The traditional blocking and tackling responsibilities of corporate human resource departments have evolved even further over the past decade with the advent of new technologies. The focus on employee training, mentoring and development has been aided by high definition video, mobile networks, social networking sites and ultra sophisticated Human Resource Information System (HRIS) tools that tie the litany of human resource responsibilities together. Aside from improving efficiencies within the HR department alone, these tools warm the hearts of CEOs and CFOs as they can directly and dramatically affect both top and bottom line. More than ever technology is enabling HR to become a strategic partner.
So what does a CEO expect strategically from the HR department? In two words: organizational readiness. The C-suite will typically respond to ideas that are innovative and cool, which are the cornerstones of cutting edge technology. Picture skiers zipping around mountains bringing tablet computers directly to employees so they can participate in engagement surveys. That’s exactly what is happening at now at mountain resort company Vail Resorts. A large percentage of the Vail Resorts employee base does not work within the finite space of a hotel. Without mobile technology employee engagement surveys would be either cumbersome or simply impossible. Mark Gasta, Sr. Vice President Human Resources for Vail shares, “We load up a skier with iPads and take the survey directly to our talent where the mobile application allows the information to be gathered instantly.” This flexibility is especially critical for hospitality companies where employees are spread over remote areas. Mobile technology is conquering location-based challenges as never before.

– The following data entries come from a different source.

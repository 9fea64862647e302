//! Encounter worker that owns one [`CombatSequencer`].

use std::sync::Arc;

use tokio::sync::{mpsc, oneshot};
use tracing::{debug, warn};

use hunt_core::{
    ActorId, ActorUpdate, Combatant, CombatError, CombatSequencer, CombatantId, EncounterId,
    InitiativeRecord, Rewind, RoundAdvance, TurnAdvance,
};

use crate::api::{CombatantUpdate, DocumentStore, Notice, NoticeKind, Notifier, Result};
use crate::events::{CombatEvent, EventBus};

/// Commands accepted by an [`EncounterWorker`].
pub enum EncounterCommand {
    Start {
        reply: oneshot::Sender<Result<()>>,
    },
    End {
        reply: oneshot::Sender<Result<()>>,
    },
    AdvanceTurn {
        reply: oneshot::Sender<Result<TurnAdvance>>,
    },
    AdvanceRound {
        reply: oneshot::Sender<Result<RoundAdvance>>,
    },
    RetreatTurn {
        reply: oneshot::Sender<Result<Rewind>>,
    },
    RetreatRound {
        reply: oneshot::Sender<Result<Rewind>>,
    },
    AddCombatant {
        combatant: Combatant,
        reply: oneshot::Sender<Result<()>>,
    },
    RemoveCombatant {
        combatant: CombatantId,
        reply: oneshot::Sender<Result<Combatant>>,
    },
    SetDefeated {
        combatant: CombatantId,
        defeated: bool,
        reply: oneshot::Sender<Result<()>>,
    },
    SetHidden {
        combatant: CombatantId,
        hidden: bool,
        reply: oneshot::Sender<Result<()>>,
    },
    /// Read-only snapshot of the sequencer.
    Query {
        reply: oneshot::Sender<CombatSequencer>,
    },
}

pub struct EncounterWorker {
    id: EncounterId,
    sequencer: CombatSequencer,
    command_rx: mpsc::Receiver<EncounterCommand>,
    event_bus: EventBus,
    store: Arc<dyn DocumentStore>,
    notifier: Arc<dyn Notifier>,
}

impl EncounterWorker {
    pub fn new(
        id: EncounterId,
        sequencer: CombatSequencer,
        command_rx: mpsc::Receiver<EncounterCommand>,
        event_bus: EventBus,
        store: Arc<dyn DocumentStore>,
        notifier: Arc<dyn Notifier>,
    ) -> Self {
        tracing::info!(
            encounter = %id,
            combatants = sequencer.combatants().len(),
            "EncounterWorker initialized"
        );

        Self {
            id,
            sequencer,
            command_rx,
            event_bus,
            store,
            notifier,
        }
    }

    /// Main worker loop. Ends once every handle has been dropped.
    pub async fn run(mut self) {
        while let Some(cmd) = self.command_rx.recv().await {
            self.handle_command(cmd).await;
        }
        debug!(encounter = %self.id, "EncounterWorker stopped");
    }

    async fn handle_command(&mut self, cmd: EncounterCommand) {
        match cmd {
            EncounterCommand::Start { reply } => {
                let result = self.start().await;
                respond(reply, result, "Start");
            }
            EncounterCommand::End { reply } => {
                let result = self.end();
                respond(reply, result, "End");
            }
            EncounterCommand::AdvanceTurn { reply } => {
                let result = self.advance_turn().await;
                respond(reply, result, "AdvanceTurn");
            }
            EncounterCommand::AdvanceRound { reply } => {
                let result = self.advance_round().await;
                respond(reply, result, "AdvanceRound");
            }
            EncounterCommand::RetreatTurn { reply } => {
                let result = self.rewind(CombatSequencer::retreat_turn).await;
                respond(reply, result, "RetreatTurn");
            }
            EncounterCommand::RetreatRound { reply } => {
                let result = self.rewind(CombatSequencer::retreat_round).await;
                respond(reply, result, "RetreatRound");
            }
            EncounterCommand::AddCombatant { combatant, reply } => {
                let result = self.add_combatant(combatant);
                respond(reply, result, "AddCombatant");
            }
            EncounterCommand::RemoveCombatant { combatant, reply } => {
                let result = self.remove_combatant(combatant);
                respond(reply, result, "RemoveCombatant");
            }
            EncounterCommand::SetDefeated {
                combatant,
                defeated,
                reply,
            } => {
                let result = self
                    .sequencer
                    .set_defeated(combatant, defeated)
                    .map_err(Into::into);
                respond(reply, result, "SetDefeated");
            }
            EncounterCommand::SetHidden {
                combatant,
                hidden,
                reply,
            } => {
                let result = self
                    .sequencer
                    .set_hidden(combatant, hidden)
                    .map_err(Into::into);
                respond(reply, result, "SetHidden");
            }
            EncounterCommand::Query { reply } => {
                if reply.send(self.sequencer.clone()).is_err() {
                    debug!("Query reply channel closed (caller dropped)");
                }
            }
        }
    }

    /// Stored documents are written before the sequencer is replaced, so a
    /// failed write leaves the encounter where it was.
    async fn start(&mut self) -> Result<()> {
        let mut next = self.sequencer.clone();
        next.start()?;
        self.persist_initiatives(&next.initiatives()).await?;
        self.sequencer = next;

        self.event_bus.publish(CombatEvent::Started {
            encounter: self.id.clone(),
        });
        Ok(())
    }

    fn end(&mut self) -> Result<()> {
        self.sequencer.end()?;
        self.event_bus.publish(CombatEvent::Ended {
            encounter: self.id.clone(),
        });
        Ok(())
    }

    /// Reads the active combatant's clock, advances, then writes the clock
    /// back to both the combatant and the actor sheet.
    async fn advance_turn(&mut self) -> Result<TurnAdvance> {
        let actor = self.sequencer.current().map(|c| c.actor.clone());
        let clock = match &actor {
            Some(actor) => self.store.actor_clock(actor).await?,
            None => None,
        };
        let oracle = |candidate: &ActorId| match &actor {
            Some(actor) if actor == candidate => clock,
            _ => None,
        };

        let mut next = self.sequencer.clone();
        let advance = next.advance_turn(&oracle)?;

        if let Some(update) = &advance.clock_update {
            self.store
                .apply_combatant_updates(
                    &self.id,
                    &[CombatantUpdate {
                        combatant: update.combatant,
                        initiative: update.clock,
                    }],
                )
                .await?;
            self.store
                .apply_actor_updates(&update.actor, &[ActorUpdate::Clock(update.clock)])
                .await?;
        }
        self.sequencer = next;

        self.event_bus.publish(CombatEvent::TurnAdvanced {
            encounter: self.id.clone(),
            advance: advance.clone(),
        });
        if let Some(round) = advance.new_round {
            self.announce_round(round).await;
        }
        Ok(advance)
    }

    async fn advance_round(&mut self) -> Result<RoundAdvance> {
        let round = self.sequencer.advance_round()?;
        self.announce_round(round).await;
        Ok(round)
    }

    async fn announce_round(&self, round: RoundAdvance) {
        self.event_bus.publish(CombatEvent::RoundStarted {
            encounter: self.id.clone(),
            round,
        });
        self.notifier
            .notify(Notice::new(NoticeKind::RoundStart, round.notice()))
            .await;
    }

    async fn rewind(
        &mut self,
        step: fn(&mut CombatSequencer) -> std::result::Result<Rewind, CombatError>,
    ) -> Result<Rewind> {
        let mut next = self.sequencer.clone();
        let rewind = step(&mut next)?;
        if !rewind.is_noop() {
            self.persist_initiatives(rewind.restored()).await?;
        }
        self.sequencer = next;

        if !rewind.is_noop() {
            self.event_bus.publish(CombatEvent::Rewound {
                encounter: self.id.clone(),
                rewind: rewind.clone(),
            });
        }
        Ok(rewind)
    }

    fn add_combatant(&mut self, combatant: Combatant) -> Result<()> {
        self.sequencer.add_combatant(combatant.clone())?;
        self.event_bus.publish(CombatEvent::CombatantAdded {
            encounter: self.id.clone(),
            combatant,
        });
        Ok(())
    }

    fn remove_combatant(&mut self, combatant: CombatantId) -> Result<Combatant> {
        let removed = self.sequencer.remove_combatant(combatant)?;
        self.event_bus.publish(CombatEvent::CombatantRemoved {
            encounter: self.id.clone(),
            combatant,
        });
        Ok(removed)
    }

    async fn persist_initiatives(&self, records: &[InitiativeRecord]) -> Result<()> {
        let updates: Vec<_> = records
            .iter()
            .map(|record| CombatantUpdate {
                combatant: record.combatant,
                initiative: record.initiative,
            })
            .collect();
        self.store
            .apply_combatant_updates(&self.id, &updates)
            .await?;
        Ok(())
    }
}

fn respond<T>(reply: oneshot::Sender<Result<T>>, result: Result<T>, command: &str) {
    if let Err(error) = &result {
        warn!(command, %error, "encounter command rejected");
    }
    if reply.send(result).is_err() {
        debug!(command, "reply channel closed (caller dropped)");
    }
}
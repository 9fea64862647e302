//! Stock collaborator implementations.

mod dice;
mod notifier;

pub use dice::DiceEvaluator;
pub use notifier::TracingNotifier;
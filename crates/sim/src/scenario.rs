//! Scripted hunt: a small party trades blows with one monster for a few rounds.

use std::env;
use std::sync::Arc;

use anyhow::{Context, Result};
use hunt_content::{MonsterCatalog, WeaponCatalog};
use hunt_core::{
    AbilityScore, ActorId, AttackOptions, Combatant, CombatantId, EncounterId, HunterStats,
    MonsterActor, PartId, Rewind, WeaponProfile, hunter_damage,
};
use hunt_runtime::{InMemoryDocumentStore, Runtime};

/// Knobs of the scripted hunt, overridable through `HUNT_*` variables.
#[derive(Debug, Clone)]
pub struct ScenarioConfig {
    pub monster: String,
    pub rounds: u32,
    pub monster_damage: f64,
    pub monster_clock: f64,
    pub monster_stamina_cost: u32,
}

impl Default for ScenarioConfig {
    fn default() -> Self {
        Self {
            monster: "rathalos".to_owned(),
            rounds: 3,
            monster_damage: 25.0,
            monster_clock: 3.0,
            monster_stamina_cost: 8,
        }
    }
}

impl ScenarioConfig {
    pub fn from_env() -> Self {
        let mut config = Self::default();
        if let Ok(monster) = env::var("HUNT_MONSTER") {
            config.monster = monster;
        }
        if let Some(rounds) = env::var("HUNT_ROUNDS").ok().and_then(|r| r.parse().ok()) {
            config.rounds = rounds;
        }
        config
    }
}

struct Hunter {
    name: String,
    actor: ActorId,
    combatant: CombatantId,
    stats: HunterStats,
    weapon: WeaponProfile,
    attack_type: String,
    clock: f64,
    health: u32,
    resistance: f64,
}

pub struct Scenario {
    runtime: Runtime,
    store: Arc<InMemoryDocumentStore>,
    monster: MonsterActor,
    hunters: Vec<Hunter>,
    config: ScenarioConfig,
}

impl Scenario {
    pub fn new(
        runtime: Runtime,
        store: Arc<InMemoryDocumentStore>,
        monsters: &MonsterCatalog,
        weapons: &WeaponCatalog,
        config: ScenarioConfig,
    ) -> Result<Self> {
        let monster = monsters
            .find(&config.monster)
            .with_context(|| format!("unknown monster '{}'", config.monster))?
            .build();
        let weapon = |name: &str| {
            weapons
                .find(name)
                .cloned()
                .with_context(|| format!("unknown weapon '{name}'"))
        };

        let hunters = vec![
            Hunter {
                name: "Aiko".to_owned(),
                actor: ActorId::new("aiko"),
                combatant: CombatantId(1),
                stats: HunterStats {
                    strength: AbilityScore::new(3, 1, 0),
                    spirit: AbilityScore::new(2, 0, 0),
                    sharpness: 75,
                },
                weapon: weapon("Flame Blade")?,
                attack_type: "Slashing".to_owned(),
                clock: 1.0,
                health: 60,
                resistance: 2.0,
            },
            Hunter {
                name: "Bram".to_owned(),
                actor: ActorId::new("bram"),
                combatant: CombatantId(2),
                stats: HunterStats {
                    strength: AbilityScore::new(4, 0, 0),
                    spirit: AbilityScore::new(1, 0, 0),
                    sharpness: 45,
                },
                weapon: weapon("Frost Hammer")?,
                attack_type: "Blunt".to_owned(),
                clock: 2.0,
                health: 75,
                resistance: 4.0,
            },
        ];

        Ok(Self {
            runtime,
            store,
            monster,
            hunters,
            config,
        })
    }

    pub async fn run(mut self) -> Result<()> {
        let monster = self.runtime.spawn_monster(self.monster.clone())?;

        let mut combatants: Vec<_> = self
            .hunters
            .iter()
            .zip(0..)
            .map(|(hunter, order)| Combatant::hunter(hunter.combatant.0, hunter.actor.as_str(), order))
            .collect();
        combatants.push(Combatant::monster(99, monster.id().as_str(), 0));
        for hunter in &self.hunters {
            self.store.set_actor_clock(&hunter.actor, hunter.clock)?;
        }

        let encounter = self
            .runtime
            .spawn_encounter(EncounterId::new("sim"), combatants)?;
        encounter.start().await?;

        let roller = self.runtime.attack_roller();
        let mut parts: Vec<PartId> = self.monster.parts.keys().cloned().collect();
        parts.sort();
        anyhow::ensure!(!parts.is_empty(), "{} has no parts to hit", self.monster.name);
        let mut swings = 0usize;

        println!("== {} ({} HP) ==", self.monster.name, self.monster.health.maximum);

        loop {
            let snapshot = encounter.query().await?;
            if snapshot.round() >= self.config.rounds {
                break;
            }
            let Some(current) = snapshot.current().cloned() else {
                break;
            };

            if current.is_player() {
                let hunter = self
                    .hunters
                    .iter_mut()
                    .find(|hunter| hunter.combatant == current.id)
                    .context("combatant without a hunter sheet")?;
                let part = &parts[swings % parts.len()];
                swings += 1;

                let options = AttackOptions::new(hunter.attack_type.clone());
                let roll = roller
                    .roll(&hunter.name, &hunter.weapon, &hunter.stats, &options)
                    .await?;
                println!(
                    "[round {}] {} swings {} at {part}: hit {}, damage {}, element {}{}",
                    snapshot.round(),
                    hunter.name,
                    hunter.weapon.name,
                    roll.hit_total(),
                    roll.damage_total(),
                    roll.element_total(),
                    if roll.formulas.bounced { " (bounced)" } else { "" },
                );

                match monster.take_hit(roll.to_hit(part.clone())).await {
                    Ok(outcome) => {
                        println!("    -{} HP -> {}", outcome.total, outcome.health);
                        for event in &outcome.events {
                            println!("    {}", event.describe());
                        }
                        if outcome.health == 0 {
                            println!("    {} is down!", self.monster.name);
                            break;
                        }
                    }
                    Err(error) => tracing::warn!(%error, "hit not applied"),
                }

                hunter.clock += 2.0;
                self.store.set_actor_clock(&hunter.actor, hunter.clock)?;
            } else {
                let attack = monster
                    .attack(
                        self.config.monster_damage,
                        self.config.monster_clock,
                        self.config.monster_stamina_cost,
                    )
                    .await?;
                let index = swings % self.hunters.len();
                let target = &mut self.hunters[index];
                let hit = hunter_damage(f64::from(attack.damage), 1.0, target.resistance, target.health);
                target.health = hit.health;
                println!(
                    "[round {}] {} strikes {} for {} ({} HP left, stamina {})",
                    snapshot.round(),
                    self.monster.name,
                    target.name,
                    hit.damage,
                    hit.health,
                    attack.stamina,
                );
            }

            let advance = encounter.advance_turn().await?;
            if let Some(round) = advance.new_round {
                println!("-- {} --", round.notice());
                let tick = monster.tick_round().await?;
                for status in &tick.expired {
                    println!("    {status} wore off");
                }
            }
        }

        match encounter.retreat_turn().await? {
            Rewind::AtStart => println!("nothing to rewind"),
            Rewind::Turn { restored } => {
                println!("rewound the turn of {}", restored.combatant)
            }
            Rewind::Round { round, restored } => {
                println!("rewound to round {round} ({} initiatives restored)", restored.len())
            }
        }
        encounter.end().await?;

        let sheet = monster.query().await?;
        println!(
            "== {}: {}/{} HP, stamina {}/{} ==",
            sheet.name,
            sheet.health.current,
            sheet.health.maximum,
            sheet.stamina.current,
            sheet.stamina.maximum,
        );
        for id in &parts {
            if let Some(part) = sheet.part(id) {
                println!(
                    "  {id} {}: staggered {}x, {}",
                    part.name,
                    part.stagger_num,
                    if part.break_num > 0 { "broken" } else { "intact" },
                );
            }
        }
        println!("damage dealt:");
        for (attacker, total) in sheet.damage_log.ranking() {
            println!("  {attacker:<8} {total}");
        }

        drop(monster);
        drop(encounter);
        self.runtime.shutdown().await?;
        Ok(())
    }
}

Employee engagement surveys are just one HR tool that has become internet-based. The current trend is to tie as much software together as possible on one platform. Marian Barbieri, Vice President Human Resources of privately owned New Castle Hotels combines online applications with behavioral assessments. This streamlined process provides a more robust review of the candidates and empowers managers to post and pull applicants off the site without needing to go through the human resources department.
Another tenet of technology is that it helps save time, a precious commodity for senior executives. An example of time savings can be readily seen from the promulgation of electronic pay as both company and employee benefit. The days of the paper check are long gone; but this goes well beyond direct deposit. Pay cards (debit cards) are becoming the compensation vehicle of choice, especially within the hospitality industry with its abundance of hourly workers. Once issued companies save on the administrative and shipping costs of paper checks, and can also make payroll adjustments easily by executing them online. These debit cards offer great flexibility as they are highly scalable. Employers can also promote other services and benefits through the cards.
Platforms are not just employer focused but employee facing as well. Just like online portals such as Yahoo and MSN look to capture consumers, companies are looking towards having dashboards that capture their employees’ attention and are visited on a daily basis if not more frequently. This integration is a “one stop shop” for employees to view their compensation, benefits, IDPs (individual development programs) but also enables companies to advertise internal positions and company news. This helps to foster employee engagement, retention and promotion. Dave Sibley, White Lodging’s President and CEO Hotel Management Services is passionate about developing A-players internally, attracting A-players externally, and always being prepared for growth. He says, “We own nothing as a management company, the only thing that makes us better or worse than our competitors is our people.”
With these new technologies also come some risks. While these innovations offer operational efficiencies, they also drastically affect employees as their normal way of doing business changes. Routines they were once comfortable with are replaced with new ones. This adds stress as employees now need to learn new skills. Another risk is allowing technology to substitute human interaction, which would be exponentially damaging to a service industry. Mike Speck, Vice President Human Resources for Qdoba feels there needs to be a balance, especially with respect to training, “Not to be completely dependent on an online training source as the sole source of information. In our business people train people and the tools and systems are guides to success.” There is no question that companies need to implement technology, but in order to mitigate these undesirable side effects, they should do so carefully and with a heavy dose of education.